The generateSeqnames.db function allows users to regenerate the seqnames.db package from csv sources contained in the currently installed AnnotationForge package. It is expected that the typical user will not need to use this at all, but in case they do, we have made it available. We expect that the more common use case is someone who wants to make some new chromosome conventions available for the world. It is expected that this person will more typicalyl be charitable and want to share their conventions, so they could share their .csv files with us and we would add them to AnnotationForge, install the updated package and then run this function to make a new package.
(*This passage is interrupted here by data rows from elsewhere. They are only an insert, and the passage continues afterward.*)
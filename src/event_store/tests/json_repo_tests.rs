use super::*;
use crate::decision::{DecisionEngine, DecisionWeight};
use crate::domain::{
    AppointmentDraft, AppointmentState, PatientId, PriorityLevel, Specialty, TimestampUtc,
};
use crate::workflow::AppointmentRequest;
use chrono::{Duration, TimeZone, Utc};
use tempfile::tempdir;

fn ts(minutes: i64) -> TimestampUtc {
    TimestampUtc(Utc.with_ymd_and_hms(2030, 6, 1, 9, 0, 0).unwrap() + Duration::minutes(minutes))
}

fn appointment(id: &str, patient: &str) -> Appointment {
    Appointment::open(
        AppointmentDraft {
            id: AppointmentId::from(id),
            patient_id: PatientId::from(patient),
            specialty: Specialty::from("neurology"),
            scheduled_at: ts(600),
            initial_state: AppointmentState::Requested,
            priority: PriorityLevel::Low,
        },
        ts(0),
    )
    .unwrap()
    .appointment
}

fn pending(id: &str, minutes: i64) -> PendingDecision {
    let request = AppointmentRequest {
        request_id: AppointmentId::from(id),
        patient_id: PatientId::from("p-1"),
        specialty: Specialty::from("neurology"),
        scheduled_at: ts(600),
        reason: "severe chest pain".to_string(),
        age: 30.0,
        wait_days: 2.0,
        weight: None,
    };
    let context = request.to_context(DecisionWeight::High).unwrap();
    let result = DecisionEngine::new().evaluate(&context);
    PendingDecision::new(&request.request_id, context, result, ts(minutes)).unwrap()
}

// ============================================================================
// Appointments
// ============================================================================

#[tokio::test]
async fn appointment_round_trips_through_disk() {
    let dir = tempdir().unwrap();
    let repo = FileAppointmentRepository::new(dir.path().join("appointments"));
    let original = appointment("appt-1", "p-1");

    repo.save(&original).await.unwrap();
    let loaded = repo
        .find_by_id(&AppointmentId::from("appt-1"))
        .await
        .unwrap()
        .unwrap();
    assert_eq!(loaded, original);
    assert!(repo
        .find_by_id(&AppointmentId::from("appt-2"))
        .await
        .unwrap()
        .is_none());
}

#[tokio::test]
async fn save_overwrites_but_create_does_not() {
    let dir = tempdir().unwrap();
    let repo = FileAppointmentRepository::new(dir.path().to_path_buf());
    let original = appointment("appt-1", "p-1");
    repo.create(&original).await.unwrap();

    let confirmed = original
        .change_state(AppointmentState::Confirmed, ts(1))
        .unwrap()
        .appointment;
    let err = repo.create(&confirmed).await.unwrap_err();
    assert!(matches!(err, StoreError::AlreadyExists { id } if id == "appt-1"));

    repo.save(&confirmed).await.unwrap();
    let loaded = repo.find_by_id(original.id()).await.unwrap().unwrap();
    assert_eq!(loaded.current_state(), AppointmentState::Confirmed);

    let leftovers: Vec<_> = std::fs::read_dir(dir.path())
        .unwrap()
        .filter_map(Result::ok)
        .filter(|entry| entry.file_name().to_string_lossy().ends_with(".tmp"))
        .collect();
    assert!(leftovers.is_empty());
}

#[tokio::test]
async fn list_applies_filter_in_id_order() {
    let dir = tempdir().unwrap();
    let repo = FileAppointmentRepository::new(dir.path().to_path_buf());
    for (id, patient) in [("c", "p-1"), ("a", "p-1"), ("b", "p-2")] {
        repo.save(&appointment(id, patient)).await.unwrap();
    }

    let filter = AppointmentFilter {
        patient_id: Some(PatientId::from("p-1")),
        state: None,
    };
    let ids: Vec<String> = repo
        .list(&filter)
        .await
        .unwrap()
        .iter()
        .map(|a| a.id().to_string())
        .collect();
    assert_eq!(ids, vec!["a", "c"]);
}

#[tokio::test]
async fn tampered_document_is_rejected_on_load() {
    let dir = tempdir().unwrap();
    let repo = FileAppointmentRepository::new(dir.path().to_path_buf());
    repo.save(&appointment("appt-1", "p-1")).await.unwrap();

    let path = dir.path().join("appt-1.json");
    let content = std::fs::read_to_string(&path).unwrap();
    std::fs::write(&path, content.replace("\"p-1\"", "\"  \"")).unwrap();

    let err = repo
        .find_by_id(&AppointmentId::from("appt-1"))
        .await
        .unwrap_err();
    assert!(matches!(err, StoreError::Corrupt { .. }));
}

#[tokio::test]
async fn unsafe_ids_read_as_absent_and_cannot_be_written() {
    let dir = tempdir().unwrap();
    let appointments = FileAppointmentRepository::new(dir.path().join("appointments"));
    let found = appointments
        .find_by_id(&AppointmentId::from("../escape"))
        .await
        .unwrap();
    assert!(found.is_none());

    let repo = FilePendingDecisionRepository::new(dir.path().join("pending"));
    assert!(repo.find_by_id("../escape").await.unwrap().is_none());
    repo.delete("visit 1").await.unwrap();

    let mut decision = pending("req-1", 0);
    decision.id = "../escape".to_string();
    let err = repo.save(&decision).await.unwrap_err();
    assert!(matches!(err, StoreError::InvalidId { id } if id == "../escape"));
    assert!(!dir.path().join("escape.json").exists());
}

// ============================================================================
// Pending decisions
// ============================================================================

#[tokio::test]
async fn pending_decisions_save_list_and_delete() {
    let dir = tempdir().unwrap();
    let repo = FilePendingDecisionRepository::new(dir.path().join("pending"));
    let later = pending("req-2", 5);
    let earlier = pending("req-1", 1);
    repo.save(&later).await.unwrap();
    repo.save(&earlier).await.unwrap();

    let listed = repo.list().await.unwrap();
    assert_eq!(listed, vec![earlier.clone(), later.clone()]);
    let found = repo.find_by_id(&earlier.id).await.unwrap().unwrap();
    assert_eq!(found.request().unwrap(), earlier.request().unwrap());

    repo.delete(&earlier.id).await.unwrap();
    repo.delete(&earlier.id).await.unwrap();
    assert!(repo.find_by_id(&earlier.id).await.unwrap().is_none());
    assert_eq!(repo.list().await.unwrap().len(), 1);
}

#[tokio::test]
async fn pending_decision_with_blank_reason_is_corrupt() {
    let dir = tempdir().unwrap();
    let repo = FilePendingDecisionRepository::new(dir.path().to_path_buf());
    let mut decision = pending("req-1", 0);
    repo.save(&decision).await.unwrap();

    decision.reason = " ".to_string();
    repo.save(&decision).await.unwrap();
    assert!(matches!(
        repo.find_by_id(&decision.id).await,
        Err(StoreError::Corrupt { .. })
    ));
}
The .csv files need to be formatted the same as the ones that are currently in the template in AnnotationForge. Examples of these .csv files can be found in AnnotationForge in the "inst/seqnames-template/inst/extdata/dataFiles/" directory. Each file must be named after it's corresponding genus and species with an underscore separator and a .csv file extension. The 1st line of each file defines columns that are the names of the corresponding naming conventions. And the chromosome names are then listed below this header line such that the equivalent names for the different styles share the same row.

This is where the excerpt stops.